- Prompt
Go through the entries below and count the lines where the word "TechRestriction" appears; give only the count.

- Records for the exercise

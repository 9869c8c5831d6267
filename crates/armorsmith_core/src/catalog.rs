//! Equipment catalog: the read-only registry of weapons, ammunition and
//! special systems a squad can carry.
//!
//! The catalog is built once before any configuration exists and is then
//! shared by reference. Entries are addressed by [`EquipmentId`], the
//! insertion index, so choice lists keep insertion order.

use std::collections::HashMap;

use serde::{Deserialize, Serialize};

use crate::chassis::TechBase;
use crate::error::{ConstructionError, Result};

/// Numeric identifier for a catalog entry (its insertion index).
#[derive(Debug, Clone, Copy, PartialEq, Eq, PartialOrd, Ord, Hash, Serialize, Deserialize)]
pub struct EquipmentId(pub u16);

impl EquipmentId {
    /// Create a new equipment ID.
    #[must_use]
    pub const fn new(id: u16) -> Self {
        Self(id)
    }

    /// Index into the catalog's entry list.
    #[must_use]
    pub const fn index(self) -> usize {
        self.0 as usize
    }
}

/// Mutually exclusive augment tags.
///
/// Once any selected item carries a tag, catalog filtering hides every
/// other item carrying it.
///
/// ```
/// use armorsmith_core::catalog::ConflictTags;
///
/// let tags = ConflictTags::MOBILITY.union(ConflictTags::ECM);
/// assert!(tags.contains(ConflictTags::ECM));
/// assert!(!tags.intersects(ConflictTags::SENSORS));
/// ```
#[derive(Clone, Copy, Debug, PartialEq, Eq, Hash, Default, Serialize, Deserialize)]
#[serde(transparent)]
pub struct ConflictTags(u32);

impl ConflictTags {
    /// No conflicts.
    pub const NONE: Self = Self(0);
    /// Movement augment. Each selected torso item grants +1 special MP.
    pub const MOBILITY: Self = Self(1 << 0);
    /// Sensor suite.
    pub const SENSORS: Self = Self(1 << 1);
    /// Electronic countermeasures.
    pub const ECM: Self = Self(1 << 2);
    /// Camouflage system.
    pub const CAMOUFLAGE: Self = Self(1 << 3);

    /// Create tags from raw bits.
    #[must_use]
    pub const fn from_bits(bits: u32) -> Self {
        Self(bits)
    }

    /// Get the raw bits.
    #[must_use]
    pub const fn bits(self) -> u32 {
        self.0
    }

    /// Combine two tag sets.
    #[must_use]
    pub const fn union(self, other: Self) -> Self {
        Self(self.0 | other.0)
    }

    /// Check if all of `other`'s tags are set.
    #[must_use]
    pub const fn contains(self, other: Self) -> bool {
        self.0 & other.0 == other.0
    }

    /// Check if any of `other`'s tags are set.
    #[must_use]
    pub const fn intersects(self, other: Self) -> bool {
        self.0 & other.0 != 0
    }

    /// Check if no tags are set.
    #[must_use]
    pub const fn is_empty(self) -> bool {
        self.0 == 0
    }
}

impl std::ops::BitOr for ConflictTags {
    type Output = Self;

    fn bitor(self, rhs: Self) -> Self {
        self.union(rhs)
    }
}

impl std::ops::BitOrAssign for ConflictTags {
    fn bitor_assign(&mut self, rhs: Self) {
        *self = self.union(rhs);
    }
}

/// Rules category of a catalog entry.
#[derive(Debug, Clone, Copy, PartialEq, Eq, Hash, Serialize, Deserialize)]
pub enum InternalType {
    /// Direct-fire anti-unit weapon.
    Weapon,
    /// Anti-personnel weapon, fitted to limb mounts.
    AntiPersonnelWeapon,
    /// Self-contained launcher (missiles and similar).
    PreprocessedSystem,
    /// Ammunition bin.
    Ammunition,
    /// Everything else.
    Miscellaneous,
}

/// Which technology lineage may use an entry.
#[derive(Debug, Clone, Copy, PartialEq, Eq, Hash, Default, Serialize, Deserialize)]
pub enum TechRestriction {
    /// Inner lineage only.
    Inner,
    /// Outer lineage only.
    Outer,
    /// Available to both.
    #[default]
    Either,
}

impl TechRestriction {
    /// Check if a tech base may use this entry.
    #[must_use]
    pub const fn allows(self, tech: TechBase) -> bool {
        match self {
            Self::Either => true,
            Self::Inner => matches!(tech, TechBase::Inner),
            Self::Outer => matches!(tech, TechBase::Outer),
        }
    }
}

/// Where an entry may be mounted.
#[derive(Debug, Clone, Copy, PartialEq, Eq, Hash, Default, Serialize, Deserialize)]
pub enum MountRestriction {
    /// Any location.
    #[default]
    Any,
    /// Torso only.
    TorsoOnly,
    /// Limbs only. Never available to quads.
    LimbOnly,
}

/// A mounting location on the suit.
#[derive(Debug, Clone, Copy, PartialEq, Eq, Hash, Serialize, Deserialize)]
pub enum Location {
    /// Left arm.
    LeftLimb,
    /// Right arm.
    RightLimb,
    /// Torso (the single body location on a quad).
    Torso,
}

impl Location {
    /// All locations in loadout order.
    pub const ALL: [Self; 3] = [Self::LeftLimb, Self::RightLimb, Self::Torso];

    /// Check if this is an arm location.
    #[must_use]
    pub const fn is_limb(self) -> bool {
        matches!(self, Self::LeftLimb | Self::RightLimb)
    }

    /// Get the display name for this location.
    #[must_use]
    pub const fn display_name(self) -> &'static str {
        match self {
            Self::LeftLimb => "Left Arm",
            Self::RightLimb => "Right Arm",
            Self::Torso => "Body",
        }
    }
}

impl MountRestriction {
    /// Check if an entry with this restriction fits a location.
    #[must_use]
    pub const fn allows(self, location: Location) -> bool {
        match self {
            Self::Any => true,
            Self::TorsoOnly => matches!(location, Location::Torso),
            Self::LimbOnly => location.is_limb(),
        }
    }
}

/// Immutable definition of one piece of equipment.
#[derive(Debug, Clone, PartialEq, Serialize, Deserialize)]
pub struct EquipmentDefinition {
    /// Unique display name.
    pub name: String,
    /// Identifier of the mounted system in exported unit records.
    pub mount_id: String,
    /// Mass in kilograms.
    pub mass: u32,
    /// Price.
    pub cost: u64,
    /// Combat value contribution.
    pub score: f64,
    /// Rules category.
    pub internal_type: InternalType,
    /// Slots consumed.
    #[serde(default)]
    pub slots: u32,
    /// Lineage restriction.
    #[serde(default)]
    pub tech: TechRestriction,
    /// Mounting restriction.
    #[serde(default)]
    pub mount: MountRestriction,
    /// Conflict tags set when this item is selected.
    #[serde(default)]
    pub conflict: ConflictTags,
}

impl EquipmentDefinition {
    /// Create a definition usable by either lineage in any location,
    /// taking one slot and carrying no conflict tags.
    #[must_use]
    pub fn new(
        name: impl Into<String>,
        mount_id: impl Into<String>,
        internal_type: InternalType,
        mass: u32,
        cost: u64,
        score: f64,
    ) -> Self {
        Self {
            name: name.into(),
            mount_id: mount_id.into(),
            mass,
            cost,
            score,
            internal_type,
            slots: 1,
            tech: TechRestriction::Either,
            mount: MountRestriction::Any,
            conflict: ConflictTags::NONE,
        }
    }

    /// Set the slot cost.
    #[must_use]
    pub fn with_slots(mut self, slots: u32) -> Self {
        self.slots = slots;
        self
    }

    /// Restrict to a lineage.
    #[must_use]
    pub fn with_tech(mut self, tech: TechRestriction) -> Self {
        self.tech = tech;
        self
    }

    /// Restrict the mounting location.
    #[must_use]
    pub fn with_mount(mut self, mount: MountRestriction) -> Self {
        self.mount = mount;
        self
    }

    /// Set conflict tags.
    #[must_use]
    pub fn with_conflict(mut self, conflict: ConflictTags) -> Self {
        self.conflict = conflict;
        self
    }

    /// Check if this entry may be offered for a location and lineage,
    /// given the tags already taken.
    #[must_use]
    pub fn is_selectable(&self, tech: TechBase, location: Location, taken: ConflictTags) -> bool {
        self.tech.allows(tech)
            && self.mount.allows(location)
            && (self.conflict.is_empty() || !taken.intersects(self.conflict))
    }
}

/// Read-only registry of equipment definitions in insertion order.
#[derive(Debug, Clone, Default)]
pub struct EquipmentCatalog {
    entries: Vec<EquipmentDefinition>,
    by_name: HashMap<String, EquipmentId>,
}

- Solution
5